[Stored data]
◇ ◇ ◇ ◇ ◇

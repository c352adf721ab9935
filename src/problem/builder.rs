//! Problem builder: employees × days × shift types → [`RosterModel`].
//!
//! Generates the hard-constraint families of one month block:
//!
//! | Family | Constraint |
//! |--------|------------|
//! | TotalLoad | `Σ_{d,s} x[e,d,s] = quota` per employee |
//! | OneShiftPerDay | `Σ_s x[e,d,s] ≤ 1` per employee and day |
//! | MaxConsecutive | `Σ_{d..d+w, s} x[e,·,s] ≤ w-1` per employee and sliding window |
//! | Coverage | `Σ_e x[e,d,s] ≥ min_staff` per slot |
//! | CoverageCap | `Σ_e x[e,d,s] ≤ max_staff` per slot (optional) |
//! | RestrictedContinuation | `x[e,d,r] + Σ_{s≠r} x[e,d+1,s] ≤ 1` per restricted shift `r` |
//! | WeeklyRest | `Σ_{week, s} x[e,·,s] ≤ max_per_week` per non-overlapping week |
//!
//! The constraint set is built exactly once; both solving phases consume
//! the same [`RosterModel`] value.

use tracing::debug;

use crate::config::{RestrictedShift, RosterPolicy};
use crate::error::{Result, RosterError};
use crate::models::{Employee, Roster, ShiftType};
use crate::validation::validate_input;

use super::model::{Comparison, ConstraintFamily, LinearConstraint, RosterModel};

/// Last days of the previous block, per employee.
///
/// Only used when boundary carry-over is enabled. Each tail lists the shift
/// index worked on each of the previous block's final days (oldest first),
/// `None` for a day off.
#[derive(Debug, Clone, Default, PartialEq, Eq)]
pub struct BoundaryHistory {
    tails: Vec<Vec<Option<usize>>>,
}

impl BoundaryHistory {
    /// Wraps per-employee tails (indexed like the employee slice).
    pub fn new(tails: Vec<Vec<Option<usize>>>) -> Self {
        Self { tails }
    }

    /// Extracts the last `tail_len` days of a block-local roster.
    ///
    /// `block_days` is the length of the block the roster covers.
    /// Shift ids not found in `shift_types` read as days off.
    pub fn from_roster(
        roster: &Roster,
        employees: &[Employee],
        shift_types: &[ShiftType],
        block_days: usize,
        tail_len: usize,
    ) -> Self {
        let tail_len = tail_len.min(block_days);
        let first = (block_days - tail_len) as u32;
        let tails = employees
            .iter()
            .map(|emp| {
                (first..block_days as u32)
                    .map(|day| {
                        roster
                            .shift_on(&emp.id, day)
                            .and_then(|sid| shift_types.iter().position(|s| s.id == sid))
                    })
                    .collect()
            })
            .collect();
        Self { tails }
    }

    /// Working days among the last `k` days of an employee's tail.
    pub fn worked_in_last(&self, employee: usize, k: usize) -> usize {
        self.tails.get(employee).map_or(0, |tail| {
            tail.iter().rev().take(k).filter(|d| d.is_some()).count()
        })
    }

    /// Shift worked on the previous block's final day.
    pub fn last_shift(&self, employee: usize) -> Option<usize> {
        self.tails
            .get(employee)
            .and_then(|tail| tail.last().copied().flatten())
    }
}

/// Policy counts converted to constraint right-hand sides.
struct RuleBounds {
    quota: i32,
    max_consecutive: i32,
    min_staff: i32,
    max_staff: Option<i32>,
    max_per_week: i32,
}

impl RuleBounds {
    fn from_policy(policy: &RosterPolicy) -> Result<Self> {
        Ok(Self {
            quota: rhs(policy.quota_days, "quota_days")?,
            max_consecutive: rhs(policy.max_consecutive_days, "max_consecutive_days")?,
            min_staff: rhs(policy.min_staff_per_shift, "min_staff_per_shift")?,
            max_staff: policy
                .max_staff_per_shift
                .map(|m| rhs(m, "max_staff_per_shift"))
                .transpose()?,
            max_per_week: rhs(policy.max_days_per_week, "max_days_per_week")?,
        })
    }
}

fn rhs(value: usize, field: &str) -> Result<i32> {
    i32::try_from(value)
        .map_err(|_| RosterError::Config(format!("{field} ({value}) is out of range")))
}

/// Builds the hard-constraint model of one month block.
///
/// # Example
/// ```
/// use u_roster::config::RosterPolicy;
/// use u_roster::models::{Employee, ShiftTime, ShiftType};
/// use u_roster::problem::RosterProblemBuilder;
///
/// let employees: Vec<_> = (1..=7).map(|i| Employee::anonymous(format!("E{i}"))).collect();
/// let shifts = vec![ShiftType::new("day", ShiftTime::hm(8, 0), ShiftTime::hm(16, 0))];
/// let model = RosterProblemBuilder::new(&employees, &shifts, 28)
///     .with_policy(RosterPolicy::default())
///     .build()
///     .unwrap();
/// assert_eq!(model.var_count(), 7 * 28);
/// ```
pub struct RosterProblemBuilder<'a> {
    employees: &'a [Employee],
    shift_types: &'a [ShiftType],
    days: usize,
    policy: RosterPolicy,
    history: Option<&'a BoundaryHistory>,
}

impl<'a> RosterProblemBuilder<'a> {
    /// Creates a builder for a block of `days` days with the default policy.
    pub fn new(employees: &'a [Employee], shift_types: &'a [ShiftType], days: usize) -> Self {
        Self {
            employees,
            shift_types,
            days,
            policy: RosterPolicy::default(),
            history: None,
        }
    }

    /// Sets the labor-rule policy.
    pub fn with_policy(mut self, policy: RosterPolicy) -> Self {
        self.policy = policy;
        self
    }

    /// Extends window constraints into the previous block's final days.
    pub fn with_history(mut self, history: &'a BoundaryHistory) -> Self {
        self.history = Some(history);
        self
    }

    /// Builds the model.
    ///
    /// # Errors
    /// `InvalidInput` for empty or duplicate employees/shift types and for a
    /// block shorter than the consecutive-work window. `Config` if the
    /// policy is inconsistent.
    pub fn build(&self) -> Result<RosterModel> {
        if let Err(errors) = validate_input(self.employees, self.shift_types) {
            let message = errors
                .iter()
                .map(|e| e.message.as_str())
                .collect::<Vec<_>>()
                .join("; ");
            return Err(RosterError::InvalidInput(message));
        }
        self.policy.validate()?;

        let window = self.policy.consecutive_window();
        if self.days < window {
            return Err(RosterError::InvalidInput(format!(
                "horizon of {} days is shorter than the {window}-day consecutive-work window",
                self.days
            )));
        }

        let mut model = RosterModel::new(self.employees.len(), self.days, self.shift_types.len());

        let bounds = RuleBounds::from_policy(&self.policy)?;
        self.add_total_load(&mut model, &bounds);
        self.add_one_shift_per_day(&mut model);
        self.add_max_consecutive(&mut model, &bounds);
        self.add_coverage(&mut model, &bounds);
        self.add_restricted_continuation(&mut model);
        self.add_weekly_rest(&mut model, &bounds);

        debug!(
            employees = model.employee_count(),
            days = model.day_count(),
            shifts = model.shift_count(),
            variables = model.var_count(),
            constraints = model.constraint_count(),
            carry_over = self.history.is_some(),
            "built roster model"
        );

        Ok(model)
    }

    /// Shift types matched by the policy's restricted markers.
    ///
    /// The first shift type with a matching start time is used. Markers
    /// with no match are skipped.
    pub fn restricted_shift_indices(&self) -> Vec<(usize, &RestrictedShift)> {
        let mut found: Vec<(usize, &RestrictedShift)> = Vec::new();
        for marker in &self.policy.restricted_shifts {
            if let Some(idx) = self.shift_types.iter().position(|s| s.starts_at(marker.start)) {
                if !found.iter().any(|(i, _)| *i == idx) {
                    found.push((idx, marker));
                }
            }
        }
        found
    }

    fn add_total_load(&self, model: &mut RosterModel, bounds: &RuleBounds) {
        let quota = bounds.quota;
        for e in 0..model.employee_count() {
            let vars: Vec<_> = (0..model.day_count())
                .flat_map(|d| model.day_vars(e, d).collect::<Vec<_>>())
                .collect();
            model.add_constraint(LinearConstraint::sum(
                ConstraintFamily::TotalLoad,
                vars,
                Comparison::Equal,
                quota,
            ));
        }
    }

    fn add_one_shift_per_day(&self, model: &mut RosterModel) {
        if model.shift_count() < 2 {
            return;
        }
        for e in 0..model.employee_count() {
            for d in 0..model.day_count() {
                let vars: Vec<_> = model.day_vars(e, d).collect();
                model.add_constraint(LinearConstraint::sum(
                    ConstraintFamily::OneShiftPerDay,
                    vars,
                    Comparison::LessEq,
                    1,
                ));
            }
        }
    }

    fn add_max_consecutive(&self, model: &mut RosterModel, bounds: &RuleBounds) {
        let window = self.policy.consecutive_window();
        let max = bounds.max_consecutive;

        for e in 0..model.employee_count() {
            for start in 0..=(model.day_count() - window) {
                let vars = self.window_vars(model, e, start, start + window);
                model.add_constraint(LinearConstraint::sum(
                    ConstraintFamily::MaxConsecutive,
                    vars,
                    Comparison::LessEq,
                    max,
                ));
            }

            // Windows that begin inside the previous block
            if let Some(history) = self.history {
                for k in 1..window {
                    // worked <= k < window, so it fits whenever max does
                    let worked = history.worked_in_last(e, k) as i32;
                    let vars = self.window_vars(model, e, 0, window - k);
                    model.add_constraint(LinearConstraint::sum(
                        ConstraintFamily::MaxConsecutive,
                        vars,
                        Comparison::LessEq,
                        max - worked,
                    ));
                }
            }
        }
    }

    fn add_coverage(&self, model: &mut RosterModel, bounds: &RuleBounds) {
        let min = bounds.min_staff;
        let max = bounds.max_staff;

        for d in 0..model.day_count() {
            for s in 0..model.shift_count() {
                let vars: Vec<_> = (0..model.employee_count())
                    .map(|e| model.var(e, d, s))
                    .collect();
                if min > 0 {
                    model.add_constraint(LinearConstraint::sum(
                        ConstraintFamily::Coverage,
                        vars.clone(),
                        Comparison::GreaterEq,
                        min,
                    ));
                }
                if let Some(max) = max {
                    model.add_constraint(LinearConstraint::sum(
                        ConstraintFamily::CoverageCap,
                        vars,
                        Comparison::LessEq,
                        max,
                    ));
                }
            }
        }
    }

    fn add_restricted_continuation(&self, model: &mut RosterModel) {
        if model.shift_count() < 2 {
            return;
        }
        for (r, _) in self.restricted_shift_indices() {
            for e in 0..model.employee_count() {
                for d in 0..model.day_count() - 1 {
                    let mut vars = vec![model.var(e, d, r)];
                    vars.extend((0..model.shift_count()).filter(|s| *s != r).map(|s| model.var(e, d + 1, s)));
                    model.add_constraint(LinearConstraint::sum(
                        ConstraintFamily::RestrictedContinuation,
                        vars,
                        Comparison::LessEq,
                        1,
                    ));
                }

                if self.history.and_then(|h| h.last_shift(e)) == Some(r) {
                    let vars: Vec<_> = (0..model.shift_count())
                        .filter(|s| *s != r)
                        .map(|s| model.var(e, 0, s))
                        .collect();
                    model.add_constraint(LinearConstraint::sum(
                        ConstraintFamily::RestrictedContinuation,
                        vars,
                        Comparison::LessEq,
                        0,
                    ));
                }
            }
        }
    }

    fn add_weekly_rest(&self, model: &mut RosterModel, bounds: &RuleBounds) {
        let week = self.policy.week_length_days;
        let max = bounds.max_per_week;
        for e in 0..model.employee_count() {
            for w in 0..model.day_count() / week {
                let vars = self.window_vars(model, e, w * week, (w + 1) * week);
                model.add_constraint(LinearConstraint::sum(
                    ConstraintFamily::WeeklyRest,
                    vars,
                    Comparison::LessEq,
                    max,
                ));
            }
        }
    }

    /// All shift variables of one employee on days `[from, to)`.
    fn window_vars(&self, model: &RosterModel, employee: usize, from: usize, to: usize) -> Vec<usize> {
        (from..to)
            .flat_map(|d| model.day_vars(employee, d).collect::<Vec<_>>())
            .collect()
    }
}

◇ ◇ ◇ ◇ ◇

Using the records above, copy word for word the line with "model.var(e, 0, s))", the line with "let week = self.policy.week_length_days;", and every line between them.

* Answer for this exercise *
                        .map(|s| model.var(e, 0, s))
                        .collect();
                    model.add_constraint(LinearConstraint::sum(
                        ConstraintFamily::RestrictedContinuation,
                        vars,
                        Comparison::LessEq,
                        0,
                    ));
                }
            }
        }
    }

    fn add_weekly_rest(&self, model: &mut RosterModel, bounds: &RuleBounds) {
        let week = self.policy.week_length_days;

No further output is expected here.